The study authors wrote that malaria kills more than one million child ren each year. The disease can result in severe headache, high fever, chills, and vomiting. Malaria is caused by a single celled parasite, Plasmodium. In all, four species of Plasmodium cause malaria in people, with Plasmodium falciparum causing the most severe form. The malarial parasite spends part of its life cycle in humans, and part in mosquitoes. The parasite is injected into an individual by the bite of an infected mosquito. Numerous experimental vaccines have been tried against the form of the parasite that resides in humans, but have been unsuccessful or produced limited immunity. The Plasmodium cells escape the human immune system by hiding in liver and blood cells, making them difficult to target with a vaccine. During the human phase of the infection, these cells, for the most part, exist in an asexual form.
Some of the Plasmodium cells, however, transform into gametocytes—the sexual forms of the parasite that are equivalent to sperm and eggs. Fertilization takes place in the mosquito gut, after which the parasite imbeds itself in the gut lining. There, it passes through discrete stages, before migrating to the insect's salivary glands, where it is passed on to the next host through a mosquito bite.
The protein Pfs25 (Plasmodium falciparum surface protein 25) is found only on the surface of the ookinette, a stage of the parasite living in the mosquito gut, and does not appear on any other stage of the parasite. When injected into human volunteers, Pfs25 fails to generate a sufficient level of antibodies to target the parasite.
In their article, the researchers described several strategies for using conjugate technology to make an effective vaccine based on Pfs25. These consisted of chemically linking numerous Pfs25 molecules to each other and to other proteins: Pseudomonas aeruginosa exotoxin A, a protein from a species of bacteria that infects people with weakened immune systems, and ovalbumin, a protein found in egg whites. All of the conjugates produced high levels of antibodies in mice. Adsorbing the conjugate molecules to the surface of molecules of aluminum hydroxide produced even higher levels of antibodies. (Adsorption is a chemical process in which one molecule accumulates on the surface of another, forming a molecular or atomic film.)

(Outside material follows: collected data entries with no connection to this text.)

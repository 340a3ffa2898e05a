//! Recommendation orchestrator integration tests
//!
//! Drive the orchestrator against a scripted catalog and check which catalog
//! calls happen, in what order, and what comes back.

mod helpers;

use helpers::{distinct_items, harness, item, ScriptedCatalog};
use mmx_rec::catalog::CatalogError;
use mmx_rec::recommend::{RecommendError, Stage};
use std::collections::HashSet;

#[tokio::test]
async fn test_face_not_visible_makes_no_catalog_calls() {
    let h = harness(ScriptedCatalog::default().with_targeted(distinct_items("t", 20)));

    for label in ["no face detected", "Waiting...", "  No Face Detected "] {
        let err = h.recommender.recommend(label).await.unwrap_err();
        assert!(matches!(err, RecommendError::FaceNotVisible));
        assert_eq!(err.status(), 400);
    }
    assert!(h.catalog.calls().is_empty());
}

#[tokio::test]
async fn test_targeted_fetch_fills_batch_without_genre_search() {
    let h = harness(ScriptedCatalog::default().with_targeted(distinct_items("t", 20)));

    let rec = h.recommender.recommend("Happy").await.unwrap();
    assert_eq!(rec.emotion, "happy");
    assert_eq!(rec.items.len(), 15);
    assert!(!rec.from_cache);
    assert_eq!(rec.container_url, "https://open.example.com/playlist/playlist-1");
    assert_eq!(
        h.catalog.calls(),
        vec!["container", "targeted:pop,dance,disco", "replace:15"]
    );
}

#[tokio::test]
async fn test_empty_targeted_fetch_falls_back_to_default_genre() {
    let h = harness(ScriptedCatalog::default().with_genre("pop", distinct_items("p", 3)));

    let rec = h.recommender.recommend("sad").await.unwrap();
    assert_eq!(rec.items.len(), 3);
    assert_eq!(
        h.catalog.calls(),
        vec![
            "container",
            "targeted:acoustic,piano,indie",
            "genre:indie",
            "genre:acoustic",
            "genre:piano",
            "genre:sad",
            "genre:pop",
            "replace:3",
        ]
    );
}

#[tokio::test]
async fn test_nothing_anywhere_is_not_found() {
    let h = harness(ScriptedCatalog::default());

    let err = h.recommender.recommend("fear").await.unwrap_err();
    assert!(matches!(err, RecommendError::NoSuitableContent { ref emotion } if emotion == "fear"));
    assert_eq!(err.status(), 404);

    let calls = h.catalog.calls();
    assert_eq!(calls.last().map(String::as_str), Some("genre:pop"));
    assert!(!calls.iter().any(|c| c.starts_with("replace:")));
}

#[tokio::test]
async fn test_short_targeted_batch_is_topped_up_by_genre() {
    let h = harness(
        ScriptedCatalog::default()
            .with_targeted(distinct_items("t", 10))
            .with_genre("pop", distinct_items("p", 10)),
    );

    let rec = h.recommender.recommend("happy").await.unwrap();
    assert_eq!(rec.items.len(), 15);
    let calls = h.catalog.calls();
    assert!(calls.contains(&"genre:pop".to_string()));
    // batch full after the first genre search
    assert!(!calls.contains(&"genre:dance pop".to_string()));
}

#[tokio::test]
async fn test_one_item_per_artist_and_no_duplicates() {
    let h = harness(ScriptedCatalog::default().with_targeted(vec![
        item("1", "Same"),
        item("2", "Same"),
        item("3", "Other"),
        item("3", "Third"),
        item("4", "Fourth"),
    ]));

    let rec = h.recommender.recommend("angry").await.unwrap();
    let ids: HashSet<_> = rec.items.iter().map(|i| i.id.as_str()).collect();
    let artists: HashSet<_> = rec.items.iter().map(|i| i.artist.as_str()).collect();
    assert_eq!(rec.items.len(), 3);
    assert_eq!(ids, ["1", "3", "4"].into_iter().collect());
    assert_eq!(artists.len(), rec.items.len());
}

#[tokio::test]
async fn test_content_cache_hit_skips_catalog() {
    let h = harness(ScriptedCatalog::default().with_targeted(distinct_items("t", 20)));

    let first = h.recommender.recommend("happy").await.unwrap();
    let calls_after_first = h.catalog.calls().len();

    h.clock.advance_secs(10.0);
    let second = h.recommender.recommend("happy").await.unwrap();
    assert!(second.from_cache);
    assert_eq!(second.items, first.items);
    assert_eq!(h.catalog.calls().len(), calls_after_first);
}

#[tokio::test]
async fn test_expired_content_is_refetched_without_recent_tracks() {
    let h = harness(ScriptedCatalog::default().with_targeted(distinct_items("t", 20)));

    let first = h.recommender.recommend("happy").await.unwrap();
    h.clock.advance_secs(31.0);
    let second = h.recommender.recommend("happy").await.unwrap();

    assert!(!second.from_cache);
    assert_eq!(second.items.len(), 5);
    let first_ids: HashSet<_> = first.items.iter().map(|i| i.id.clone()).collect();
    assert!(second.items.iter().all(|i| !first_ids.contains(&i.id)));
    assert_eq!(h.catalog.fetch_calls(), 1 + 1 + 4);
    // container id still cached
    assert_eq!(
        h.catalog.calls().iter().filter(|c| *c == "container").count(),
        1
    );
}

#[tokio::test]
async fn test_unknown_label_uses_neutral_profile() {
    let h = harness(ScriptedCatalog::default().with_targeted(distinct_items("t", 20)));

    let rec = h.recommender.recommend("bored").await.unwrap();
    assert_eq!(rec.emotion, "neutral");
    assert!(h
        .catalog
        .calls()
        .contains(&"targeted:chill,study music".to_string()));
}

#[tokio::test]
async fn test_container_failure_is_hard_failure() {
    let h = harness(ScriptedCatalog {
        container: Err(CatalogError::Network("connection refused".into())),
        ..ScriptedCatalog::default().with_targeted(distinct_items("t", 20))
    });

    let err = h.recommender.recommend("happy").await.unwrap_err();
    assert!(matches!(err, RecommendError::ContainerUnavailable { .. }));
    assert_eq!(err.status(), 500);
    assert_eq!(h.catalog.fetch_calls(), 0);
}

#[tokio::test]
async fn test_every_fetch_failing_is_catalog_failure() {
    let h = harness(ScriptedCatalog {
        targeted: Err(CatalogError::Api(503, "unavailable".into())),
        genre_error: Some(CatalogError::Network("timeout".into())),
        ..ScriptedCatalog::default()
    });

    let err = h.recommender.recommend("surprise").await.unwrap_err();
    match &err {
        RecommendError::Catalog { stage, emotion, .. } => {
            assert_eq!(*stage, Stage::DefaultGenreFetch);
            assert_eq!(emotion, "surprise");
        }
        other => panic!("unexpected error: {:?}", other),
    }
    assert_eq!(err.status(), 500);
}

#[tokio::test]
async fn test_failed_targeted_fetch_still_uses_genre_results() {
    let h = harness(
        ScriptedCatalog {
            targeted: Err(CatalogError::Api(404, "no recommendations".into())),
            ..ScriptedCatalog::default()
        }
        .with_genre("jazz", distinct_items("j", 4)),
    );

    let rec = h.recommender.recommend("surprise").await.unwrap();
    assert_eq!(rec.items.len(), 4);
}

#[tokio::test]
async fn test_replace_failure_is_not_cached() {
    let h = harness(ScriptedCatalog {
        replace_error: Some(CatalogError::Api(403, "forbidden".into())),
        ..ScriptedCatalog::default().with_targeted(distinct_items("t", 20))
    });

    let err = h.recommender.recommend("happy").await.unwrap_err();
    assert!(matches!(
        err,
        RecommendError::Catalog {
            stage: Stage::ReplaceContent,
            ..
        }
    ));
    assert!(h.recommender.cache().content("happy").is_none());
}

#[tokio::test]
async fn test_container_receives_returned_items() {
    let h = harness(ScriptedCatalog::default().with_targeted(distinct_items("t", 8)));

    let rec = h.recommender.recommend("disgust").await.unwrap();
    let replaced = h.catalog.replaced.lock().unwrap().clone();
    assert_eq!(replaced, vec![rec.items.clone()]);
}

#[tokio::test]
async fn test_repeated_refreshes_keep_finding_tracks() {
    let h = harness(
        ScriptedCatalog::default()
            .with_targeted(distinct_items("t", 20))
            .with_genre("pop", distinct_items("p", 20)),
    );

    let mut sizes = Vec::new();
    for _ in 0..8 {
        for label in ["angry", "disgust", "fear", "neutral", "sad", "surprise"] {
            let _ = h.recommender.recommend(label).await;
        }
        let rec = h.recommender.recommend("happy").await.unwrap();
        assert!(!rec.from_cache);
        sizes.push(rec.items.len());
        h.clock.advance_secs(31.0);
    }

    assert!(sizes.iter().all(|&n| n >= 10), "batch sizes: {:?}", sizes);
    assert!(h.recommender.cache().recent().key_count() <= 7);
    assert!(h.recommender.cache().recent().get("pop_dance_disco").len() <= 30);
}

#[tokio::test]
async fn test_exhausted_small_catalog_starts_over() {
    let h = harness(ScriptedCatalog::default().with_targeted(distinct_items("t", 5)));

    let first = h.recommender.recommend("happy").await.unwrap();
    assert_eq!(first.items.len(), 5);

    h.clock.advance_secs(31.0);
    let second = h.recommender.recommend("happy").await.unwrap();
    assert_eq!(second.items.len(), 5);

    let first_ids: HashSet<_> = first.items.iter().map(|i| i.id.clone()).collect();
    let second_ids: HashSet<_> = second.items.iter().map(|i| i.id.clone()).collect();
    assert_eq!(first_ids, second_ids);
}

The researchers also discovered that the ability of the mice to produce antibodies to the vaccine increased with time. In fact, the animals produced higher levels of antibodies when they were tested three and seven months after their initial set of immunizations than they did one week after their immunizations were completed.

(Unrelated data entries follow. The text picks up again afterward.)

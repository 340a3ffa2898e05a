//! Perception side: classification source → stabilizer → stable-signal store

pub mod pipeline;
pub mod source;
pub mod stabilizer;
pub mod store;

pub use pipeline::{LoopStats, PerceptionLoop};
pub use source::{ClassificationSource, IdleSource, ReplaySource};
pub use stabilizer::{Stabilizer, StabilizerSettings, StabilizerState};
pub use store::{StableSignal, StableSignalStore};
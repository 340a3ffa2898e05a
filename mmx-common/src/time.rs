//! Clock abstraction
//!
//! Time-gated components (stabilizer hold time, cache TTLs) read the time
//! through [`Clock`] so tests can drive them with a [`ManualClock`].

use std::fmt;
use std::sync::{Arc, Mutex, PoisonError};
use std::time::{Duration, Instant};

/// Monotonic time source
pub trait Clock: Send + Sync + fmt::Debug {
    fn now(&self) -> Instant;
}

/// Wall clock backed by `Instant::now()`
#[derive(Debug, Default, Clone, Copy)]
pub struct SystemClock;

impl Clock for SystemClock {
    fn now(&self) -> Instant {
        Instant::now()
    }
}

/// Clock that only moves when told to
///
/// Clones share the same underlying instant.
#[derive(Debug, Clone)]
pub struct ManualClock {
    now: Arc<Mutex<Instant>>,
}

impl ManualClock {
    pub fn new() -> Self {
        Self {
            now: Arc::new(Mutex::new(Instant::now())),
        }
    }

    /// Move the clock forward
    pub fn advance(&self, by: Duration) {
        let mut now = self.now.lock().unwrap_or_else(PoisonError::into_inner);
        *now += by;
    }

    /// Move the clock forward by fractional seconds
    pub fn advance_secs(&self, secs: f64) {
        self.advance(Duration::from_secs_f64(secs));
    }
}

impl Default for ManualClock {
    fn default() -> Self {
        Self::new()
    }
}

impl Clock for ManualClock {
    fn now(&self) -> Instant {
        *self.now.lock().unwrap_or_else(PoisonError::into_inner)
    }
}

Next, the researchers fed serum containing the antibodies to mosquitoes carrying Plasmodium falciparum. (Serum is the fluid from which blood cells and clotting factors have been removed.) Microscopic examination of the mosquito digestive tracts revealed that the antibodies were capable of completely eliminating the ookinettes.
The study authors noted that Psv25H, a molecule similar to Pfs25, is found on the surface of ookinettes of another species of Plasmodium that causes malaria, Plasmodium vivax. They wrote that the conjugate technology could be easily adapted to make a vaccine against Psv25H.